- **Task description**: Please quote exactly the lines below from the line containing "Ok(Some(PathBuf::from(value)))" to the line containing "DiagnosticsSinkConfig::Stderr => Ok(Self", both lines included, and nothing else.

- **Records excerpted from a collection**:

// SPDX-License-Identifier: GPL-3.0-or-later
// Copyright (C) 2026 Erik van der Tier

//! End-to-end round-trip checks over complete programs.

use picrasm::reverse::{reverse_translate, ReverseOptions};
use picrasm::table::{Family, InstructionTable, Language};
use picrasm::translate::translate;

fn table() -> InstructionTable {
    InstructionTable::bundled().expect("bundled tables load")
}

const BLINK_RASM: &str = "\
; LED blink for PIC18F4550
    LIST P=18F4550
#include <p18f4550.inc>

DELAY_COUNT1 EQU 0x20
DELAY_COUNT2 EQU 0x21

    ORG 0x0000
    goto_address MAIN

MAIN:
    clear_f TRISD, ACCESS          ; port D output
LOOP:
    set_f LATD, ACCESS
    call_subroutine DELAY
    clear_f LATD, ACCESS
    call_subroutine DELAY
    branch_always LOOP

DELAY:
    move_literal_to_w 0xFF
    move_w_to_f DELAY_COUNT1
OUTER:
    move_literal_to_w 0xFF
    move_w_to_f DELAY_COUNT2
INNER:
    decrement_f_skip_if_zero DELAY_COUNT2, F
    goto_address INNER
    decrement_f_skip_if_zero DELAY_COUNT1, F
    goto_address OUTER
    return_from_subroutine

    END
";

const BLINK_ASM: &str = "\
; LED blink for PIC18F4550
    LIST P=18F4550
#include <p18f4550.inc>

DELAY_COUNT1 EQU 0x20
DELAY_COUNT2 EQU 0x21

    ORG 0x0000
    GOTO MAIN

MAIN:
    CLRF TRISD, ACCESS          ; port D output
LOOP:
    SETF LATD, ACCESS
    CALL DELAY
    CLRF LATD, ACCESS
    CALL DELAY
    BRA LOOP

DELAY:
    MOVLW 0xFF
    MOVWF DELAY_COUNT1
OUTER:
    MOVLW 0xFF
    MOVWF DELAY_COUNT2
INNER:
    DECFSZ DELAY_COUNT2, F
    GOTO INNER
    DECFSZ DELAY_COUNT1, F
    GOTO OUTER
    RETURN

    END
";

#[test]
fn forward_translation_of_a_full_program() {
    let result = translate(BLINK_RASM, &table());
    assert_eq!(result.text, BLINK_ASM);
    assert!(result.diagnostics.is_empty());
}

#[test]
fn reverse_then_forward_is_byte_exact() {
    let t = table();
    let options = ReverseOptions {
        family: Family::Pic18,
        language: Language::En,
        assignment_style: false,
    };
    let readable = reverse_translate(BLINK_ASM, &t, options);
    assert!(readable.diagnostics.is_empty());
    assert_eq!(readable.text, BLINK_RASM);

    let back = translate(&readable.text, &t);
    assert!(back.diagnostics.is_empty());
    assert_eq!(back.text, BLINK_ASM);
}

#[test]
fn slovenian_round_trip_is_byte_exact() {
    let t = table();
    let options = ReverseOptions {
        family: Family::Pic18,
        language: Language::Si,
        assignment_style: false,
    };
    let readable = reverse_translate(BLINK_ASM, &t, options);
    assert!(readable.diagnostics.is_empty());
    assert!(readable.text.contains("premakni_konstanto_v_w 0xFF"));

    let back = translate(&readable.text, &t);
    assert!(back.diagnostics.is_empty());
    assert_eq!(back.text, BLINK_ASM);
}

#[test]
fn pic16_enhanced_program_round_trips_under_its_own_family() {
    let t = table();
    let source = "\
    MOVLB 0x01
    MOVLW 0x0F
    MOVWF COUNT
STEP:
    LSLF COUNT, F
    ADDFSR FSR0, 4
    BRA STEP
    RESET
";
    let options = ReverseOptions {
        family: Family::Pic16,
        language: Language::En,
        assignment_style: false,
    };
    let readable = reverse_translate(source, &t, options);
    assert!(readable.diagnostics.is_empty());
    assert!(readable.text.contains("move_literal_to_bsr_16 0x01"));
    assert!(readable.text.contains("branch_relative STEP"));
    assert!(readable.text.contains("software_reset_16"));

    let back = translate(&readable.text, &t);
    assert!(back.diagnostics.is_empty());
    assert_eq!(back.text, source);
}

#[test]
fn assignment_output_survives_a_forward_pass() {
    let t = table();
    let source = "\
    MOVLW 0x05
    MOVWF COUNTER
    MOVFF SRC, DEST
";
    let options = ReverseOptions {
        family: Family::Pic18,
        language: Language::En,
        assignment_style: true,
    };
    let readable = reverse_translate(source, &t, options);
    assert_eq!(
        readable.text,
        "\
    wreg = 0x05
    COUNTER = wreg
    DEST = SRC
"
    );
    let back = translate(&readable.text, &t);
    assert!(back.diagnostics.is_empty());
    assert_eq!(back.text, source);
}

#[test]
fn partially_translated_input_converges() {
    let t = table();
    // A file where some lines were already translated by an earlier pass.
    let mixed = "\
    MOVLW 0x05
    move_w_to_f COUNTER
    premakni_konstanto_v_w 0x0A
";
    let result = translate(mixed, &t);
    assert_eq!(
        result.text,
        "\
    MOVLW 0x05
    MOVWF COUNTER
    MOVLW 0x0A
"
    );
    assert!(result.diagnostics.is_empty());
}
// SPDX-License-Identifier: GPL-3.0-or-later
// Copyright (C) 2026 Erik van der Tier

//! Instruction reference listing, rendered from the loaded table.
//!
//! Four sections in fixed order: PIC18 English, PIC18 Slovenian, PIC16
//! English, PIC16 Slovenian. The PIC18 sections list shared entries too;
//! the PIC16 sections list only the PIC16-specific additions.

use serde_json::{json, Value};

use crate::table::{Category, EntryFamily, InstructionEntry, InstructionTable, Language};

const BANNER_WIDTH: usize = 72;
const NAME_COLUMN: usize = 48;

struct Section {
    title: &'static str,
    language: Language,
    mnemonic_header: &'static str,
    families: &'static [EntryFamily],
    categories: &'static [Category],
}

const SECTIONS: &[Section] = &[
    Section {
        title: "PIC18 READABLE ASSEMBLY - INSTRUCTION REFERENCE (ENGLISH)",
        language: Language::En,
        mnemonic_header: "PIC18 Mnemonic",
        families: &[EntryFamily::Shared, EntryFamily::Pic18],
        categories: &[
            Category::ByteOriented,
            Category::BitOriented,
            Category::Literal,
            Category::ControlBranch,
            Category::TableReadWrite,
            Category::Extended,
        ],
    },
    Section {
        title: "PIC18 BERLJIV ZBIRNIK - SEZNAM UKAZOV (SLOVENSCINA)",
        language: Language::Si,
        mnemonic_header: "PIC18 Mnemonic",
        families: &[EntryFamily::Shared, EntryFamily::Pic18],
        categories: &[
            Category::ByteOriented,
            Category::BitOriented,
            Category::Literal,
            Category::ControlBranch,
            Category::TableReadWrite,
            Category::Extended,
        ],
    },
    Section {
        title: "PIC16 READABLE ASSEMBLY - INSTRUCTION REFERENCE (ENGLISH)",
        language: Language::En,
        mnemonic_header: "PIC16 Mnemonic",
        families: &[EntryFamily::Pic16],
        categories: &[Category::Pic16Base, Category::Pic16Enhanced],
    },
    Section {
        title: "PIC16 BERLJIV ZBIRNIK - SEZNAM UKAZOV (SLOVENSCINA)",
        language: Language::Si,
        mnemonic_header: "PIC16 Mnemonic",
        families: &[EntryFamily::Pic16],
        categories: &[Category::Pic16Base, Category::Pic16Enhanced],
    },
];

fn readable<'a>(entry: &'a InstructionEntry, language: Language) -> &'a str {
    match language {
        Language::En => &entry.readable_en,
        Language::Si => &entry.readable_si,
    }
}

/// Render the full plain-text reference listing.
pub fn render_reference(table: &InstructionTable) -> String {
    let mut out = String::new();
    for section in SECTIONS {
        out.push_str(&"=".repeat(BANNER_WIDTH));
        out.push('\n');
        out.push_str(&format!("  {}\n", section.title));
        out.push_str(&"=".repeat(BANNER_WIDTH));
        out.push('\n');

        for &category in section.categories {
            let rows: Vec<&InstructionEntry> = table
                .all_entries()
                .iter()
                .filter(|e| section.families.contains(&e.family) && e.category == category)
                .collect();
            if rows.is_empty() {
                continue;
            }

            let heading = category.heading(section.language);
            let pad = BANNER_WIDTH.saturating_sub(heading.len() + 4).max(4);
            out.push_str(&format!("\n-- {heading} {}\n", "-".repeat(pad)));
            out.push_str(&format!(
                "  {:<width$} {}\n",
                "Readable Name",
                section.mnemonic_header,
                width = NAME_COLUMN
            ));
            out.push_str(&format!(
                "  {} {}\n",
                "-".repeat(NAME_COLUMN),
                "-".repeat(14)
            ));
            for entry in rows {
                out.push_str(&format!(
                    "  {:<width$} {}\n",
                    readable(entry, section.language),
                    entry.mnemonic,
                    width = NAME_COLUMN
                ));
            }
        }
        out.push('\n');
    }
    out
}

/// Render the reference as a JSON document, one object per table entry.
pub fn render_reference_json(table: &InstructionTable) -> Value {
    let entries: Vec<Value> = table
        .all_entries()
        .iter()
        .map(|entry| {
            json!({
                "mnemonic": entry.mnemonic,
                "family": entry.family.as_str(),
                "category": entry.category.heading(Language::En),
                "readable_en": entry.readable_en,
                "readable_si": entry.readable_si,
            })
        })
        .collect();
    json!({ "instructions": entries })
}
...
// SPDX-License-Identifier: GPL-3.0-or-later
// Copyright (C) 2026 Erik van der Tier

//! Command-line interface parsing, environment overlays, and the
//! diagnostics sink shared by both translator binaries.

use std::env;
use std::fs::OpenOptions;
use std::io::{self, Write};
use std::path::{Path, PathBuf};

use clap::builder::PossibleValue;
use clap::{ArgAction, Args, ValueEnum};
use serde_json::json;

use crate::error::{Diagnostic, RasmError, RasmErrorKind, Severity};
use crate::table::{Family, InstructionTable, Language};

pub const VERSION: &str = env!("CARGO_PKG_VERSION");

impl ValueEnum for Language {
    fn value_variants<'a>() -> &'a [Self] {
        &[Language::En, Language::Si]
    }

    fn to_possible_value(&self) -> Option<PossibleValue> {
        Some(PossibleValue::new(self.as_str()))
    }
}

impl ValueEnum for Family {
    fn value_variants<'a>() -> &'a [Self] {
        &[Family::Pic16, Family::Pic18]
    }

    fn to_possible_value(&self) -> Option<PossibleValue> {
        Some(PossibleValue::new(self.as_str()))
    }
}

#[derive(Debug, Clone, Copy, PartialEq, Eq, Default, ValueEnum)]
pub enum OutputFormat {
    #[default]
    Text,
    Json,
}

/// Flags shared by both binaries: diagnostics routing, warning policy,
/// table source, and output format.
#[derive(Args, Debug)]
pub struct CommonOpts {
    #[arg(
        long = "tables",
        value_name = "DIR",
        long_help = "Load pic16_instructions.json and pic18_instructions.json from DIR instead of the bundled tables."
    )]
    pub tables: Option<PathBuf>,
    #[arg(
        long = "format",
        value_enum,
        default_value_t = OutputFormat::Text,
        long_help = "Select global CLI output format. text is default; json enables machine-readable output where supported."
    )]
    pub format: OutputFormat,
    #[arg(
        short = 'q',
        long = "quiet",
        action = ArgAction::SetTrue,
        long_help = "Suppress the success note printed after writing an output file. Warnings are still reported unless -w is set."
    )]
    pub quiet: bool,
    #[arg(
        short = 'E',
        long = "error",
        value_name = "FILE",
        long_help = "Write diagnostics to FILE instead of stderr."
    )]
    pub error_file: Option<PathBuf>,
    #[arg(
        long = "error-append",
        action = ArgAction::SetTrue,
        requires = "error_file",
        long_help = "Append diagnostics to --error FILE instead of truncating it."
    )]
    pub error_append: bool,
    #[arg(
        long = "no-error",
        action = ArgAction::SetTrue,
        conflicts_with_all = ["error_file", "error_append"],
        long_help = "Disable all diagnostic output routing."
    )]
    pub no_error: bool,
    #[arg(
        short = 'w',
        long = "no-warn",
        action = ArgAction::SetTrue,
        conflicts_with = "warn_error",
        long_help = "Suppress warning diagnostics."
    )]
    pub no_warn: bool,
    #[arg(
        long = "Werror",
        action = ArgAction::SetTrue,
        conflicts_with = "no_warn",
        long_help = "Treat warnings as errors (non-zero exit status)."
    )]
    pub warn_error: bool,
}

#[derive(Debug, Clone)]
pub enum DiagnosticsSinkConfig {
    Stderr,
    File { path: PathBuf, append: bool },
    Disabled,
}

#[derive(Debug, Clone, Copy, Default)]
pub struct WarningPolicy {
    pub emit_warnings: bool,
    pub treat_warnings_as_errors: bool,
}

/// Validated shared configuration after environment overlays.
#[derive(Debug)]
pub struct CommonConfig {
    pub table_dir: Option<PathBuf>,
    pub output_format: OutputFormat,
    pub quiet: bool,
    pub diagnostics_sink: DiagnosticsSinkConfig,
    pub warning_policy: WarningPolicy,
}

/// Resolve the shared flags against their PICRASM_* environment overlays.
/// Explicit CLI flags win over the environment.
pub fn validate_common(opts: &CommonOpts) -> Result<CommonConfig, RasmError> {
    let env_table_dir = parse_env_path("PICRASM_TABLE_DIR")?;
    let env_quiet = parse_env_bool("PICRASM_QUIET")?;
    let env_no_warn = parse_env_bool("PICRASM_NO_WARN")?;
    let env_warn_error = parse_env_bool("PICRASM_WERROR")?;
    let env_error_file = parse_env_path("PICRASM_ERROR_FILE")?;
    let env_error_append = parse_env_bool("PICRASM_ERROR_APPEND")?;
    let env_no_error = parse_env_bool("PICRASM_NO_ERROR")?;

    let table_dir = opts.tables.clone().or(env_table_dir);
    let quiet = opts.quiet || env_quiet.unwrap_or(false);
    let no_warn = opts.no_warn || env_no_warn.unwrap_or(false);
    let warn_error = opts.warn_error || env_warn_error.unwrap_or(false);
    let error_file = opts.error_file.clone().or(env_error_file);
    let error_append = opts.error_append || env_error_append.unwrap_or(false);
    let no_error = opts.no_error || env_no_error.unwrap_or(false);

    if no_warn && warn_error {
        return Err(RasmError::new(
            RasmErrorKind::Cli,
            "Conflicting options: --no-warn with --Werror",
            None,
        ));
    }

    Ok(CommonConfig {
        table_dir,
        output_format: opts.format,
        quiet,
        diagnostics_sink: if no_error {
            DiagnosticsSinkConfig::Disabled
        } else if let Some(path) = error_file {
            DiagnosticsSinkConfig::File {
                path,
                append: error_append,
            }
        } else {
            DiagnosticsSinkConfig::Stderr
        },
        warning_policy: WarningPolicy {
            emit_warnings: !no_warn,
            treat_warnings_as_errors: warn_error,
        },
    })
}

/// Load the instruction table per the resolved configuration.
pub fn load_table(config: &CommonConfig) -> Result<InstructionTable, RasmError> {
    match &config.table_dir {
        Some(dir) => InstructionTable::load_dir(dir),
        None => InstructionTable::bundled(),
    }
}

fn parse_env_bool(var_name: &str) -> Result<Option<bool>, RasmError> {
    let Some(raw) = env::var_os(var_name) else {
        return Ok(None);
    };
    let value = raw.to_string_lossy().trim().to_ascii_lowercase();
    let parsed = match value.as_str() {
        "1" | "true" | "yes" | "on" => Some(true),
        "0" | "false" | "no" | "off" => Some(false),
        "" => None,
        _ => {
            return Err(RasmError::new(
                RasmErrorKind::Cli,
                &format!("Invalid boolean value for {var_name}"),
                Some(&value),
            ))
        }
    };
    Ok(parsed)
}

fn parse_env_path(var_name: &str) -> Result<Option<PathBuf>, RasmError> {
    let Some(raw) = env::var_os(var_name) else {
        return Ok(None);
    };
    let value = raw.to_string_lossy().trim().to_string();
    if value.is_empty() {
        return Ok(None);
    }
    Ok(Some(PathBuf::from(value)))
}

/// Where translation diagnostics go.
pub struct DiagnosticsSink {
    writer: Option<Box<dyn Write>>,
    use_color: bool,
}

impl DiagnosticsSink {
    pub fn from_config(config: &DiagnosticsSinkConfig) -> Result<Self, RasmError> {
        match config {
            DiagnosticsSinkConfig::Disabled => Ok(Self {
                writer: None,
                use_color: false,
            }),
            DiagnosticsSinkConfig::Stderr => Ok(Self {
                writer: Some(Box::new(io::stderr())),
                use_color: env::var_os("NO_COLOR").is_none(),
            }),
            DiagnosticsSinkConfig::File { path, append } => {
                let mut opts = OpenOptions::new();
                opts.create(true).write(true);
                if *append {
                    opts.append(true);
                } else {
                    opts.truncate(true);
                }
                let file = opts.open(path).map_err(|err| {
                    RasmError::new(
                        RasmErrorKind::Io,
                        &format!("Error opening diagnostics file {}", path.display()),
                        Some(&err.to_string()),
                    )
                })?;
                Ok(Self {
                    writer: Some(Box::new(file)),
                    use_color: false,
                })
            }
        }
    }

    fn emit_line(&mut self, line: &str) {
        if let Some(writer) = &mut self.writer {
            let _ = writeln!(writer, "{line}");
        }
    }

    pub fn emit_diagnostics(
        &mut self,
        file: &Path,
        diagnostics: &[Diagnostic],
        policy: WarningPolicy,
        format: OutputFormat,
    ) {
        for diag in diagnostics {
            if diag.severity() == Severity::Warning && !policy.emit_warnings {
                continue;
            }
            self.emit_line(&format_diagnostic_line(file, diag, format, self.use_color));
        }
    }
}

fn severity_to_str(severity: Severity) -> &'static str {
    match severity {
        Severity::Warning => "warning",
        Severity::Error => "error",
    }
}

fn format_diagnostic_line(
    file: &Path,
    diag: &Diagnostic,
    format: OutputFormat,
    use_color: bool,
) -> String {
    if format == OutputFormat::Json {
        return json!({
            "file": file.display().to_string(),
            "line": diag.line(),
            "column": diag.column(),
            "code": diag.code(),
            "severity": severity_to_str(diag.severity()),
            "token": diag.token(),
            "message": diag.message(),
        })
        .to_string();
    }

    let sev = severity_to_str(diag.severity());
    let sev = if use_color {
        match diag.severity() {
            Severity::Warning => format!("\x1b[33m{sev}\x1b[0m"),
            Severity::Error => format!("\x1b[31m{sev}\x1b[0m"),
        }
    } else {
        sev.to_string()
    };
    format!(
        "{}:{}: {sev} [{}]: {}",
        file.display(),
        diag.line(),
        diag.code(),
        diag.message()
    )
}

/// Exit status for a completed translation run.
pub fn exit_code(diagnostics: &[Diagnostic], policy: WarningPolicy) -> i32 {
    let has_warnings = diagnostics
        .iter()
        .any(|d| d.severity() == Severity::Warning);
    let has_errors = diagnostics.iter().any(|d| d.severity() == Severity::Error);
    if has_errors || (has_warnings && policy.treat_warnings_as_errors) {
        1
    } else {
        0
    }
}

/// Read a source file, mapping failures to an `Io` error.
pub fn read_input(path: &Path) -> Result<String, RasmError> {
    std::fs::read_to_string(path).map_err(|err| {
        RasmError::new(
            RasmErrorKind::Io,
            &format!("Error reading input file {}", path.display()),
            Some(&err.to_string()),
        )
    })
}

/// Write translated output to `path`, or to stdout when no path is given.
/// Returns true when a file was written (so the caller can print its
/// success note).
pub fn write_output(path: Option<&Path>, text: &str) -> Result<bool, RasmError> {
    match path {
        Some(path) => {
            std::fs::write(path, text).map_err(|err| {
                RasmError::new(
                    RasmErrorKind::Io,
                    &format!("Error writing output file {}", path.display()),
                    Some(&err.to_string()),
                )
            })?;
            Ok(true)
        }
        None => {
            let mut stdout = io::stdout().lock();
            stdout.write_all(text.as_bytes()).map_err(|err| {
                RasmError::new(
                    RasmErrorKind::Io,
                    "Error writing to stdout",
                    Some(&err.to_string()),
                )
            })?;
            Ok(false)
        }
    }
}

- **Response area**:
    Ok(Some(PathBuf::from(value)))
}

/// Where translation diagnostics go.
pub struct DiagnosticsSink {
    writer: Option<Box<dyn Write>>,
    use_color: bool,
}

impl DiagnosticsSink {
    pub fn from_config(config: &DiagnosticsSinkConfig) -> Result<Self, RasmError> {
        match config {
            DiagnosticsSinkConfig::Disabled => Ok(Self {
                writer: None,
                use_color: false,
            }),
            DiagnosticsSinkConfig::Stderr => Ok(Self {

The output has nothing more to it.